Timing can be critical, whether you’re crafting a sushi roll or marketing message.  Ignore timing at your dining and business peril!

Convention and Protocol:

The first time I traveled to Japan I was excited to go to my first authentic Japanese meal.  I was honored by one of the business leaders to be taken to a nearby sushi restaurant.  With his help I ordered a few items.  We got caught up in conversation as the food arrived and I hungrily dug in…with my fingers.  I hadn’t yet mastered the art of chopsticks so I simply grasped a piece of sushi between finger and thumb, dipped it in the soy sauce, and popped it into my mouth.

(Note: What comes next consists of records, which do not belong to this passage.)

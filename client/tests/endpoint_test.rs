//! End-to-end replication between two notebooks through the reference
//! sync server over HTTP.

use std::net::SocketAddr;
use std::time::Duration;
use tideline_client::{
    Direction, FailureCause, Notebook, ReplicationOptions, ReplicationState, SyncConfig,
};
use tideline_server::{AppState, Config};
use tokio::net::TcpListener;
use tokio::time::{sleep, timeout};

async fn spawn_server() -> SocketAddr {
    let listener = TcpListener::bind("127.0.0.1:0").await.unwrap();
    let addr = listener.local_addr().unwrap();
    let state = AppState::in_memory(Config::with_credentials("alice", "secret"));
    tokio::spawn(tideline_server::serve(listener, state));
    addr
}

fn sync_config(addr: SocketAddr, password: &str, options: ReplicationOptions) -> SyncConfig {
    SyncConfig::new(&format!("http://{addr}"), "alice", password)
        .unwrap()
        .with_options(options)
}

fn fast_polling() -> ReplicationOptions {
    ReplicationOptions {
        poll_interval: Duration::from_millis(50),
        ..ReplicationOptions::default()
    }
}

async fn eventually(mut check: impl FnMut() -> bool) {
    timeout(Duration::from_secs(10), async {
        while !check() {
            sleep(Duration::from_millis(20)).await;
        }
    })
    .await
    .expect("condition never held");
}

#[tokio::test(flavor = "multi_thread", worker_threads = 2)]
async fn test_note_travels_between_devices() {
    let addr = spawn_server().await;
    let laptop = Notebook::in_memory().unwrap();
    let phone = Notebook::in_memory().unwrap();

    laptop
        .start_sync(sync_config(addr, "secret", fast_polling()))
        .await
        .unwrap();
    phone
        .start_sync(sync_config(addr, "secret", fast_polling()))
        .await
        .unwrap();

    let id = laptop.create("Shopping", "milk").unwrap();
    eventually(|| phone.get(&id).is_ok()).await;
    assert_eq!(phone.get(&id).unwrap().content, "milk");

    phone.update(&id, "Shopping", "milk, bread").unwrap();
    eventually(|| laptop.get(&id).is_ok_and(|n| n.content == "milk, bread")).await;

    laptop.delete(&id).unwrap();
    eventually(|| phone.get(&id).is_err()).await;

    let mut phone_notes = phone.notes(Direction::Ascending, None).unwrap();
    assert!(phone_notes.next().await.unwrap().is_empty());

    laptop.stop_sync().await;
    phone.stop_sync().await;
    laptop.shutdown().await;
    phone.shutdown().await;
}

#[tokio::test(flavor = "multi_thread", worker_threads = 2)]
async fn test_bad_password_is_an_auth_failure() {
    let addr = spawn_server().await;
    let notebook = Notebook::in_memory().unwrap();

    let options = ReplicationOptions {
        max_attempts: 1,
        ..fast_polling()
    };
    let mut status = notebook.watch_sync_status();
    notebook
        .start_sync(sync_config(addr, "guess", options))
        .await
        .unwrap();

    let failed = timeout(
        Duration::from_secs(10),
        status.wait_for(|s| s.state == ReplicationState::PermanentlyFailed),
    )
    .await
    .expect("never gave up")
    .unwrap()
    .clone();
    assert_eq!(
        failed.last_error.map(|e| e.cause),
        Some(FailureCause::Auth)
    );

    notebook.stop_sync().await;
    notebook.shutdown().await;
}

#[tokio::test(flavor = "multi_thread", worker_threads = 2)]
async fn test_resumes_from_checkpoint_after_reopen() {
    let addr = spawn_server().await;
    let dir = tempfile::tempdir().unwrap();
    let writer = Notebook::in_memory().unwrap();
    writer
        .start_sync(sync_config(addr, "secret", fast_polling()))
        .await
        .unwrap();

    let first = writer.create("First", "1").unwrap();
    {
        let reader = Notebook::open(dir.path()).unwrap();
        reader
            .start_sync(sync_config(addr, "secret", fast_polling()))
            .await
            .unwrap();
        eventually(|| reader.get(&first).is_ok()).await;
        reader.stop_sync().await;
        reader.shutdown().await;
    }

    let second = writer.create("Second", "2").unwrap();
    let reader = Notebook::open(dir.path()).unwrap();
    assert!(reader.get(&first).is_ok());
    reader
        .start_sync(sync_config(addr, "secret", fast_polling()))
        .await
        .unwrap();
    eventually(|| reader.get(&second).is_ok()).await;

    writer.stop_sync().await;
    reader.stop_sync().await;
    writer.shutdown().await;
    reader.shutdown().await;
}
//! HTTP route definitions.

mod health;
mod sync;

use crate::AppState;
use axum::Router;

/// Create all application routes.
pub fn create_routes() -> Router<AppState> {
    Router::new().merge(health::routes()).merge(sync::routes())
}
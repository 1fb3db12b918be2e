//! Ordered queue of user-facing errors.
//!
//! Configuration and replication failures are collected here in the order
//! they were raised. A UI shows [`ErrorQueue::current`] and calls
//! [`ErrorQueue::dismiss_next`] when the user closes it.

use crate::{Error, SyncFailure};
use std::collections::VecDeque;
use std::sync::Mutex;
use tokio::sync::watch;

/// One error as presented to the user.
#[derive(Debug, Clone, PartialEq, Eq)]
pub struct ErrorEntry {
    pub title: String,
    pub message: String,
    /// Whether the user may dismiss it
    pub closable: bool,
}

impl ErrorEntry {
    pub fn new(title: impl Into<String>, message: impl Into<String>) -> Self {
        Self {
            title: title.into(),
            message: message.into(),
            closable: true,
        }
    }

    /// Entry for a configuration problem.
    pub fn config(error: &Error) -> Self {
        let title = match error {
            Error::ConfigMissing => "Configuration Missing",
            _ => "Configuration Error",
        };
        Self::new(title, error.to_string())
    }

    /// Entry for a failed replication attempt.
    pub fn sync(failure: &SyncFailure) -> Self {
        Self::new("Sync Error", failure.to_string())
    }
}

/// FIFO of pending errors with a watch channel on the head.
#[derive(Debug)]
pub struct ErrorQueue {
    entries: Mutex<VecDeque<ErrorEntry>>,
    head: watch::Sender<Option<ErrorEntry>>,
}

impl Default for ErrorQueue {
    fn default() -> Self {
        Self::new()
    }
}

impl ErrorQueue {
    pub fn new() -> Self {
        let (head, _) = watch::channel(None);
        Self {
            entries: Mutex::new(VecDeque::new()),
            head,
        }
    }

    /// Append an error behind every pending one.
    pub fn push(&self, entry: ErrorEntry) {
        tracing::debug!(title = %entry.title, message = %entry.message, "error queued");
        self.update(|entries| entries.push_back(entry));
    }

    /// The error to show now.
    pub fn current(&self) -> Option<ErrorEntry> {
        self.head.borrow().clone()
    }

    /// Drop the oldest error, returning it.
    pub fn dismiss_next(&self) -> Option<ErrorEntry> {
        let mut dismissed = None;
        self.update(|entries| dismissed = entries.pop_front());
        dismissed
    }

    pub fn len(&self) -> usize {
        self.lock().len()
    }

    pub fn is_empty(&self) -> bool {
        self.len() == 0
    }

    /// Every pending error, oldest first.
    pub fn pending(&self) -> Vec<ErrorEntry> {
        self.lock().iter().cloned().collect()
    }

    /// Follow the error currently at the head of the queue.
    pub fn watch(&self) -> watch::Receiver<Option<ErrorEntry>> {
        self.head.subscribe()
    }

    fn update(&self, change: impl FnOnce(&mut VecDeque<ErrorEntry>)) {
        let mut entries = self.lock();
        change(&mut entries);
        self.head.send_replace(entries.front().cloned());
    }

    fn lock(&self) -> std::sync::MutexGuard<'_, VecDeque<ErrorEntry>> {
        // Entries stay consistent even if a holder panicked
        self.entries
            .lock()
            .unwrap_or_else(|poisoned| poisoned.into_inner())
    }
}

#[cfg(test)]
mod tests {
    use super::*;

    #[test]
    fn first_raised_is_shown_first() {
        let queue = ErrorQueue::new();
        assert!(queue.current().is_none());

        queue.push(ErrorEntry::new("First", "one"));
        queue.push(ErrorEntry::new("Second", "two"));

        assert_eq!(queue.len(), 2);
        assert_eq!(queue.current().unwrap().title, "First");

        assert_eq!(queue.dismiss_next().unwrap().title, "First");
        assert_eq!(queue.current().unwrap().title, "Second");

        queue.dismiss_next();
        assert!(queue.is_empty());
        assert!(queue.dismiss_next().is_none());
    }

    #[test]
    fn config_titles() {
        assert_eq!(
            ErrorEntry::config(&Error::ConfigMissing).title,
            "Configuration Missing"
        );
        let invalid = ErrorEntry::config(&Error::ConfigInvalid("username is empty".into()));
        assert_eq!(invalid.title, "Configuration Error");
        assert!(invalid.message.contains("username is empty"));
        assert!(invalid.closable);
    }

    #[tokio::test]
    async fn watch_follows_head() {
        let queue = ErrorQueue::new();
        let mut rx = queue.watch();

        queue.push(ErrorEntry::new("Sync Error", "offline"));
        rx.changed().await.unwrap();
        assert_eq!(rx.borrow_and_update().as_ref().unwrap().message, "offline");

        queue.dismiss_next();
        rx.changed().await.unwrap();
        assert!(rx.borrow().is_none());
    }
}
//! Configuration management for the server.

use std::env;

/// Server configuration loaded from environment variables.
#[derive(Debug, Clone)]
pub struct Config {
    /// Server host address
    pub host: String,
    /// Server port
    pub port: u16,
    /// PostgreSQL connection URL; without one the server keeps documents in memory
    pub database_url: Option<String>,
    /// Basic auth username every client must present
    pub auth_username: String,
    /// Basic auth password every client must present
    pub auth_password: String,
    /// Node id reported by the handshake
    pub node_id: String,
}

impl Config {
    /// Load configuration from environment variables.
    pub fn from_env() -> Result<Self, ConfigError> {
        let host = env::var("HOST").unwrap_or_else(|_| "0.0.0.0".to_string());

        let port = env::var("PORT")
            .unwrap_or_else(|_| "3000".to_string())
            .parse()
            .map_err(|_| ConfigError::InvalidPort)?;

        let database_url = env::var("DATABASE_URL").ok().filter(|url| !url.is_empty());

        let auth_username = required("AUTH_USERNAME")?;
        let auth_password = required("AUTH_PASSWORD")?;

        let node_id = env::var("NODE_ID")
            .ok()
            .filter(|id| !id.trim().is_empty())
            .unwrap_or_else(generated_node_id);

        Ok(Self {
            host,
            port,
            database_url,
            auth_username,
            auth_password,
            node_id,
        })
    }

    /// Configuration with the given credentials and defaults for the rest.
    pub fn with_credentials(username: impl Into<String>, password: impl Into<String>) -> Self {
        Self {
            host: "127.0.0.1".to_string(),
            port: 0,
            database_url: None,
            auth_username: username.into(),
            auth_password: password.into(),
            node_id: generated_node_id(),
        }
    }

    pub fn address(&self) -> String {
        format!("{}:{}", self.host, self.port)
    }
}

fn required(name: &'static str) -> Result<String, ConfigError> {
    env::var(name)
        .ok()
        .filter(|value| !value.is_empty())
        .ok_or(ConfigError::Missing(name))
}

fn generated_node_id() -> String {
    format!("server-{}", uuid::Uuid::new_v4())
}

/// Configuration errors.
#[derive(Debug, thiserror::Error)]
pub enum ConfigError {
    #[error("{0} environment variable is required")]
    Missing(&'static str),

    #[error("Invalid PORT value")]
    InvalidPort,
}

When I looked over at my host he was staring at me in horror.  In a flush of embarrassment I asked what was wrong and he proceeded to lecture me that I must use chopsticks, turn the sushi over and dip only the fish side into the soy sauce, not to put additional wasabi on the sushi as the chef already put the right amount on when he made it, and not to put wasabi into the soy dish.  I begged forgiveness  and ate with difficulty and self-consciousness the rest of the meal.

A few decades later I have mastered chopsticks but when in the States I cater to my own sense of taste and propriety and can’t say I’ve noticed any shocked stares from the chef or other patrons.  And while I respect the tradition, I’m not sure any of those conventions change the quality of the experience in my mouth.

In marketing, we have a fair bit of convention and protocol as well.  It seems automatic in the B2B world that for every new product introduction a brochure, print ad and press release are what’s expected.  Besides there being so many more ways to engage your customers, raise awareness, and support sales efforts, fundamental questions should always be asked before jumping to conventional deliverables.  These questions center on who your target customer is, what’s important to them, how to build credibility and relevance, what are the barriers in the market to overcome, and what are the best vehicles to achieve your initial and downstream objectives.  Maybe your first resources will be spent on visual demonstrations, white papers and industry association engagement.  Or perhaps social media, web ads, and email.

In  both sushi and marketing, convention can get in the way of meeting your objectives (whether it’s an enjoyable meal or an effective campaign).

Finally

Chop sticks, convention, cold, dead, raw fish…to the novice, sushi can be a little intimidating.  Perhaps you’ve heard of “beginner sushi”, which includes a California Roll (no raw fish in that), cucumber rolls, and if you’re daring, maybe a piece of tuna sushi.

Marketing can be a little daunting too.  I recommend starting with the end in mind:  What are you trying to achieve and work backwards to what is the strategy and tactics to reach your objectives.  And when in doubt, reach out to an experienced marketer to help you navigate the menu of marketing strategies and tactics best for your business.